Posted in June's Kelowna Real Estate Blog on February 22, 2006

Finance Minister Carole Taylor rejected calls to slice one percentage point off the provincial sales tax in favour of spending more than a quarter of a billion dollars on the B.C. homeowner grant.

She said she was investing $309 million to help "hard-working families and seniors on fixed incomes to address the challenges that come with soaring real estate values."

Asked if she was neglecting renters and the poor, Taylor said last February's budget provided relief for low-income families with measures that included reducing medical premiums and lowering taxes so that B.C. residents with incomes under $15,000 now pay no tax whatsoever and those in the lowest two brackets pay the lowest anywhere in Canada.

In addition, September's budget update increased grants to elderly renters and a series of initiatives in Tuesday's budget to help children will inevitably help families with low incomes.

Improvements to the homeowner's grant include:

- Increasing the basic grant by 22 per cent to $570, the first increase since 1993. For veterans, seniors and disabled people the grant is increased to $845 from $745.

- Raising the threshold to qualify for the full grant by $95,000 to $780,000 in assessed value, saving up to 27,000 homeowners from grant reductions and ensuring that more than 95 per cent of homeowners are eligible for the full grant.

Taylor also announced a series of tax cuts to encourage economic productivity, including eliminating the seven per cent provincial sales tax on all computer software services, including installation, modification, maintenance and eradication of viruses.

"This will provide an incentive for business as well as individuals to use computer technology and to use it to its fullest potential," she told the legislature.

In a measure she said would help British Columbians purchase diesel pickup trucks and similar vehicles for work, Taylor raised the PST surtax threshold for passenger vehicles from $49,000 to $55,000. PST on passenger vehicles in now levied at seven per cent to $55,000, eight per cent from $55,000 to $56,000, nine per cent at $56,000 to $57,000, and 10 per cent at $57,000 and above.

Taylor has also earmarked $25 million a year for an enhanced dividend tax credit to dovetail with the proposed federal reduction in income taxes on dividends.

Other productivity measures include:

- Expanding authorized uses of coloured gas and diesel fuel to include all motor vehicles not licensed to operate on a highway.

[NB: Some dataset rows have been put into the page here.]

// 🔑 Identity Resolver - Business identity of a remote record
//
// Ordered list of strategies tried in sequence. Each one answers
// found / not found; the first hit wins. Adding a fallback means adding a
// strategy, not another branch.

use crate::catalog::{CompositeKey, EntityDescriptor, RAW_ROW_ID_FIELD, TENANT_FIELD};
use serde_json::{Map, Value};

/// Raw remote row as returned by the Remote Catalog Client
pub type RemoteRecord = Map<String, Value>;

// ============================================================================
// FIELD ACCESS
// ============================================================================

/// Render a scalar field as trimmed text; null, blank and nested values are absent
pub fn field_text(record: &RemoteRecord, field: &str) -> Option<String> {
    let text = match record.get(field)? {
        Value::String(s) => s.trim().to_string(),
        Value::Number(n) => n.to_string(),
        Value::Bool(b) => b.to_string(),
        _ => return None,
    };
    if text.is_empty() {
        None
    } else {
        Some(text)
    }
}

// ============================================================================
// STRATEGIES
// ============================================================================

#[derive(Debug, Clone, PartialEq, Eq)]
pub enum IdentityStrategy {
    /// A single named field
    Field(String),
    /// All components present, joined by the separator
    Composite(CompositeKey),
    /// First field whose name contains "id" (case-insensitive), excluding
    /// the raw row id, the tenant field and OData annotations
    IdLikeField,
}

impl IdentityStrategy {
    pub fn resolve(&self, record: &RemoteRecord) -> Option<String> {
        match self {
            IdentityStrategy::Field(name) => field_text(record, name),
            IdentityStrategy::Composite(key) => {
                let parts: Option<Vec<String>> =
                    key.fields.iter().map(|f| field_text(record, f)).collect();
                parts.map(|p| p.join(&key.separator))
            }
            IdentityStrategy::IdLikeField => record
                .keys()
                .filter(|k| is_id_like(k))
                .find_map(|k| field_text(record, k)),
        }
    }
}

fn is_id_like(name: &str) -> bool {
    !name.starts_with('@')
        && name != RAW_ROW_ID_FIELD
        && name != TENANT_FIELD
        && name.to_lowercase().contains("id")
}

// ============================================================================
// RESOLVER
// ============================================================================

/// Outcome with enough detail for the engine to tell a broken composite
/// apart from a record with no identity at all
#[derive(Debug, Clone, PartialEq, Eq)]
pub enum IdentityOutcome {
    Found(String),
    /// Composite identity with some required components missing
    Incomplete { missing: Vec<String> },
    Missing,
}

/// IdentityResolver - strategies for one entity kind, in priority order
#[derive(Debug, Clone)]
pub struct IdentityResolver {
    strategies: Vec<IdentityStrategy>,
    composite: Option<CompositeKey>,
}

impl IdentityResolver {
    pub fn for_entity(descriptor: &EntityDescriptor) -> Self {
        let mut strategies = Vec::new();

        if let Some(key) = &descriptor.composite {
            strategies.push(IdentityStrategy::Composite(key.clone()));
        } else {
            strategies.push(IdentityStrategy::Field(descriptor.key_field.clone()));
            for fallback in &descriptor.fallback_key_fields {
                strategies.push(IdentityStrategy::Field(fallback.clone()));
            }
            if descriptor.heuristic_identity {
                strategies.push(IdentityStrategy::IdLikeField);
            }
        }

        IdentityResolver {
            strategies,
            composite: descriptor.composite.clone(),
        }
    }

    pub fn with_strategies(strategies: Vec<IdentityStrategy>) -> Self {
        IdentityResolver {
            strategies,
            composite: None,
        }
    }

    /// Total and deterministic: never fails, returns None when unresolvable
    pub fn extract(&self, record: &RemoteRecord) -> Option<String> {
        self.strategies.iter().find_map(|s| s.resolve(record))
    }

    pub fn resolve(&self, record: &RemoteRecord) -> IdentityOutcome {
        if let Some(identity) = self.extract(record) {
            return IdentityOutcome::Found(identity);
        }
        match &self.composite {
            Some(key) => {
                let missing: Vec<String> = key
                    .fields
                    .iter()
                    .filter(|f| field_text(record, f).is_none())
                    .cloned()
                    .collect();
                if missing.len() == key.fields.len() {
                    IdentityOutcome::Missing
                } else {
                    IdentityOutcome::Incomplete { missing }
                }
            }
            None => IdentityOutcome::Missing,
        }
    }
}

/// Convenience wrapper: `extractIdentity(remoteRecord, entityKind)`
pub fn extract_identity(record: &RemoteRecord, descriptor: &EntityDescriptor) -> Option<String> {
    IdentityResolver::for_entity(descriptor).extract(record)
}

#[cfg(test)]
mod tests {
    use super::*;
    use crate::catalog::EntityCatalog;
    use serde_json::json;

    fn record(value: Value) -> RemoteRecord {
        value.as_object().cloned().unwrap()
    }

    #[test]
    fn test_primary_field() {
        let catalog = EntityCatalog::builtin();
        let companies = catalog.get("CompanyATISAs").unwrap();

        let r = record(json!({"dataAreaId": "itb", "EQMCompanyIdATISA": " 0042 ", "RecId": 7}));
        assert_eq!(extract_identity(&r, companies).as_deref(), Some("0042"));
    }

    #[test]
    fn test_fallback_chain() {
        let catalog = EntityCatalog::builtin();
        let holidays = catalog.get("HolidaysAbsencesGroupATISAs").unwrap();

        let legacy = record(json!({"HolidaysAbsencesGroupId": "H1", "groupId": "G1"}));
        assert_eq!(extract_identity(&legacy, holidays).as_deref(), Some("H1"));

        let blank_primary = record(json!({"EQMHolidaysAbsencesGroupATISAId": "  ", "groupId": "G1"}));
        assert_eq!(extract_identity(&blank_primary, holidays).as_deref(), Some("G1"));

        // Heuristic skips RecId, dataAreaId and annotations
        let heuristic = record(json!({
            "@odata.etag": "W/\"1\"",
            "RecId": 99,
            "dataAreaId": "itb",
            "SomeGroupID": "S1"
        }));
        assert_eq!(extract_identity(&heuristic, holidays).as_deref(), Some("S1"));

        let nothing = record(json!({"RecId": 99, "Description": "x"}));
        assert_eq!(extract_identity(&nothing, holidays), None);
    }

    #[test]
    fn test_composite_identity() {
        let catalog = EntityCatalog::builtin();
        let ccc = catalog.get("ContributionAccountCodeCCs").unwrap();
        let resolver = IdentityResolver::for_entity(ccc);

        let full = record(json!({"EQMCCC": "281234", "EQMWorkerPlaceID": "0001A"}));
        assert_eq!(
            resolver.resolve(&full),
            IdentityOutcome::Found("281234_0001A".to_string())
        );

        let partial = record(json!({"EQMCCC": "281234", "EQMWorkerPlaceID": null}));
        assert_eq!(
            resolver.resolve(&partial),
            IdentityOutcome::Incomplete {
                missing: vec!["EQMWorkerPlaceID".to_string()]
            }
        );

        // Composite kinds never fall back to the heuristic scan
        let unrelated = record(json!({"OtherId": "x"}));
        assert_eq!(resolver.resolve(&unrelated), IdentityOutcome::Missing);
    }

    #[test]
    fn test_numeric_identity_rendered_as_text() {
        let resolver =
            IdentityResolver::with_strategies(vec![IdentityStrategy::Field("Key".to_string())]);
        assert_eq!(resolver.extract(&record(json!({"Key": 15}))).as_deref(), Some("15"));
    }
}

Fuel injected with a red dye is subject to a reduced fuel tax of three cents a litre. In addition to farm tractors, road building machines and logging trucks, off-road vehicles now authorized to use coloured fuel include snowmobiles and all-terrain vehicles.

- Extending the B.C. mining flow through share tax credit to the end of 2008 which Taylor said would help maintain momentum in mining and mineral exploration.

- Broadening the PST exemption on production machinery and equipment to include businesses providing manufacturing services to companies that already qualify for the exemption.

(prepared by Michael Kane/Vancouver Sun)

LOWER EARNERS SEE LONG-TERM GAINS:

Provincial income taxes were reduced by an average of 25 per cent in 2001 and last year further income tax and Medical Services Plan premiums cuts helped low-income earners. Families in example made $30,000 a year, single person $25,000.

$1,354

Savings for two-income family of four

$3,739 2001

$2,850 2004

$1,018

Senior couple with an income

$3,391 2001

$2,373 2004

$645

Single individual

$2,129 2001

$1,484 2004

Includes provincial personal income tax, MSP premiums, fuel tax, sales tax and estimated municipal property taxes.

Source: British Columbia Ministry of Finance, Vancouver Sun

WALKING A FINE LINE:

REVENUE $35.4 BILLION

The province will take in $1.5 billion more than it spends in the coming fiscal year.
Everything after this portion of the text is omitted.